About this task -> Copy the records exactly, every one of them.
Material to process: Begin
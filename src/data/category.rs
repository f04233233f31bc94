use bson::doc;
use chrono::{DateTime, Utc};
use mongodb::options::FindOptions;
use mongodb::Database;
use rocket::futures::StreamExt;
use serde::{Deserialize, Serialize};
use utoipa::ToSchema;
use uuid::Uuid;

use crate::data::filter;
use crate::middleware::paging::PageState;
use crate::resp::problem::Problem;

pub static CATEGORY_COLLECTION_NAME: &str = "categories";

pub mod problem {
    use crate::resp::problem::Problem;
    use rocket::http::Status;
    use uuid::Uuid;

    #[inline]
    pub fn not_found(id: Uuid) -> Problem {
        Problem::new_untyped(Status::NotFound, "Category doesn't exist.")
            .insert("id", id.to_string())
            .clone()
    }
}

#[derive(Debug, Clone, Serialize, Deserialize, ToSchema)]
pub struct Category {
    #[serde(default = "Uuid::new_v4", rename = "_id")]
    pub id: Uuid,
    pub name: String,
    #[serde(default)]
    pub description: Option<String>,
    #[serde(default)]
    pub image: Option<String>,
    #[serde(
        default = "Utc::now",
        with = "bson::serde_helpers::chrono_datetime_as_bson_datetime"
    )]
    pub created: DateTime<Utc>,
}

#[derive(Debug, Clone, Deserialize, ToSchema)]
pub struct CategoryCreateData {
    pub name: String,
    pub description: Option<String>,
    pub image: Option<String>,
}

#[derive(Debug, Clone, Deserialize, ToSchema)]
pub struct CategoryUpdateData {
    pub name: Option<String>,
    pub description: Option<String>,
    pub image: Option<String>,
}

pub trait CategoryDbExt {
    async fn create_category(&self, data: CategoryCreateData) -> Result<Category, Problem>;

    /// Newest-first listing, paged.
    async fn list_categories(&self, page: PageState) -> Result<Vec<Category>, Problem>;

    async fn get_category(&self, id: Uuid) -> Result<Option<Category>, Problem>;

    async fn update_category(
        &self,
        id: Uuid,
        data: CategoryUpdateData,
    ) -> Result<Option<Category>, Problem>;

    async fn delete_category(&self, id: Uuid) -> Result<Option<Category>, Problem>;
}

impl CategoryDbExt for Database {
    async fn create_category(&self, data: CategoryCreateData) -> Result<Category, Problem> {
        let category = Category {
            id: Uuid::new_v4(),
            name: data.name,
            description: data.description,
            image: data.image,
            created: Utc::now(),
        };

        self.collection::<Category>(CATEGORY_COLLECTION_NAME)
            .insert_one(&category, None)
            .await
            .map_err(Problem::from)?;

        Ok(category)
    }

    async fn list_categories(&self, page: PageState) -> Result<Vec<Category>, Problem> {
        let options = FindOptions::builder()
            .sort(doc! { "created": -1 })
            .skip((page.page as u64) * page.page_length as u64)
            .limit(page.page_length as i64)
            .build();

        let mut cursor = self
            .collection::<Category>(CATEGORY_COLLECTION_NAME)
            .find(None, options)
            .await
            .map_err(Problem::from)?;

        let mut categories = vec![];
        while let Some(category) = cursor.next().await {
            match category {
                Ok(it) => categories.push(it),
                Err(_) => tracing::warn!("Unable to deserialize Category document."),
            }
        }

        Ok(categories)
    }

    async fn get_category(&self, id: Uuid) -> Result<Option<Category>, Problem> {
        self.collection(CATEGORY_COLLECTION_NAME)
            .find_one(filter::by_id(id), None)
            .await
            .map_err(Problem::from)
    }

    async fn update_category(
        &self,
        id: Uuid,
        data: CategoryUpdateData,
    ) -> Result<Option<Category>, Problem> {
        let mut changes = doc! {};
        if let Some(name) = data.name {
            changes.insert("name", name);
        }
        if let Some(description) = data.description {
            changes.insert("description", description);
        }
        if let Some(image) = data.image {
            changes.insert("image", image);
        }

        if changes.is_empty() {
            return self.get_category(id).await;
        }

        self.collection::<Category>(CATEGORY_COLLECTION_NAME)
            .find_one_and_update(
                filter::by_id(id),
                doc! { "$set": changes },
                mongodb::options::FindOneAndUpdateOptions::builder()
                    .return_document(mongodb::options::ReturnDocument::After)
                    .build(),
            )
            .await
            .map_err(Problem::from)
    }

    async fn delete_category(&self, id: Uuid) -> Result<Option<Category>, Problem> {
        self.collection(CATEGORY_COLLECTION_NAME)
            .find_one_and_delete(filter::by_id(id), None)
            .await
            .map_err(Problem::from)
    }
}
Material to process: End
Result for this exercise ->
filename src/data/category.rs
repository f04233233f31bc94
use bson::doc;
use chrono::{DateTime, Utc};
use mongodb::options::FindOptions;
use mongodb::Database;
use rocket::futures::StreamExt;
use serde::{Deserialize, Serialize};
use utoipa::ToSchema;
use uuid::Uuid;

use crate::data::filter;
use crate::middleware::paging::PageState;
use crate::resp::problem::Problem;

pub static CATEGORY_COLLECTION_NAME: &str = "categories";

pub mod problem {
    use crate::resp::problem::Problem;
    use rocket::http::Status;
    use uuid::Uuid;

    #[inline]
    pub fn not_found(id: Uuid) -> Problem {
        Problem::new_untyped(Status::NotFound, "Category doesn't exist.")
            .insert("id", id.to_string())
            .clone()
    }
}

#[derive(Debug, Clone, Serialize, Deserialize, ToSchema)]
pub struct Category {
    #[serde(default = "Uuid::new_v4", rename = "_id")]
    pub id: Uuid,
    pub name: String,
    #[serde(default)]
    pub description: Option<String>,
    #[serde(default)]
    pub image: Option<String>,
    #[serde(
        default = "Utc::now",
        with = "bson::serde_helpers::chrono_datetime_as_bson_datetime"
    )]
    pub created: DateTime<Utc>,
}

#[derive(Debug, Clone, Deserialize, ToSchema)]
pub struct CategoryCreateData {
    pub name: String,
    pub description: Option<String>,
    pub image: Option<String>,
}

#[derive(Debug, Clone, Deserialize, ToSchema)]
pub struct CategoryUpdateData {
    pub name: Option<String>,
    pub description: Option<String>,
    pub image: Option<String>,
}

pub trait CategoryDbExt {
    async fn create_category(&self, data: CategoryCreateData) -> Result<Category, Problem>;

    /// Newest-first listing, paged.
    async fn list_categories(&self, page: PageState) -> Result<Vec<Category>, Problem>;

    async fn get_category(&self, id: Uuid) -> Result<Option<Category>, Problem>;

    async fn update_category(
        &self,
        id: Uuid,
        data: CategoryUpdateData,
    ) -> Result<Option<Category>, Problem>;

    async fn delete_category(&self, id: Uuid) -> Result<Option<Category>, Problem>;
}

impl CategoryDbExt for Database {
    async fn create_category(&self, data: CategoryCreateData) -> Result<Category, Problem> {
        let category = Category {
            id: Uuid::new_v4(),
            name: data.name,
            description: data.description,
            image: data.image,
            created: Utc::now(),
        };

        self.collection::<Category>(CATEGORY_COLLECTION_NAME)
            .insert_one(&category, None)
            .await
            .map_err(Problem::from)?;

        Ok(category)
    }

    async fn list_categories(&self, page: PageState) -> Result<Vec<Category>, Problem> {
        let options = FindOptions::builder()
            .sort(doc! { "created": -1 })
            .skip((page.page as u64) * page.page_length as u64)
            .limit(page.page_length as i64)
            .build();

        let mut cursor = self
            .collection::<Category>(CATEGORY_COLLECTION_NAME)
            .find(None, options)
            .await
            .map_err(Problem::from)?;

        let mut categories = vec![];
        while let Some(category) = cursor.next().await {
            match category {
                Ok(it) => categories.push(it),
                Err(_) => tracing::warn!("Unable to deserialize Category document."),
            }
        }

        Ok(categories)
    }

    async fn get_category(&self, id: Uuid) -> Result<Option<Category>, Problem> {
        self.collection(CATEGORY_COLLECTION_NAME)
            .find_one(filter::by_id(id), None)
            .await
            .map_err(Problem::from)
    }

    async fn update_category(
        &self,
        id: Uuid,
        data: CategoryUpdateData,
    ) -> Result<Option<Category>, Problem> {
        let mut changes = doc! {};
        if let Some(name) = data.name {
            changes.insert("name", name);
        }
        if let Some(description) = data.description {
            changes.insert("description", description);
        }
        if let Some(image) = data.image {
            changes.insert("image", image);
        }

        if changes.is_empty() {
            return self.get_category(id).await;
        }

        self.collection::<Category>(CATEGORY_COLLECTION_NAME)
            .find_one_and_update(
                filter::by_id(id),
                doc! { "$set": changes },
                mongodb::options::FindOneAndUpdateOptions::builder()
                    .return_document(mongodb::options::ReturnDocument::After)
                    .build(),
            )
            .await
            .map_err(Problem::from)
    }

    async fn delete_category(&self, id: Uuid) -> Result<Option<Category>, Problem> {
        self.collection(CATEGORY_COLLECTION_NAME)
            .find_one_and_delete(filter::by_id(id), None)
            .await
            .map_err(Problem::from)
    }
}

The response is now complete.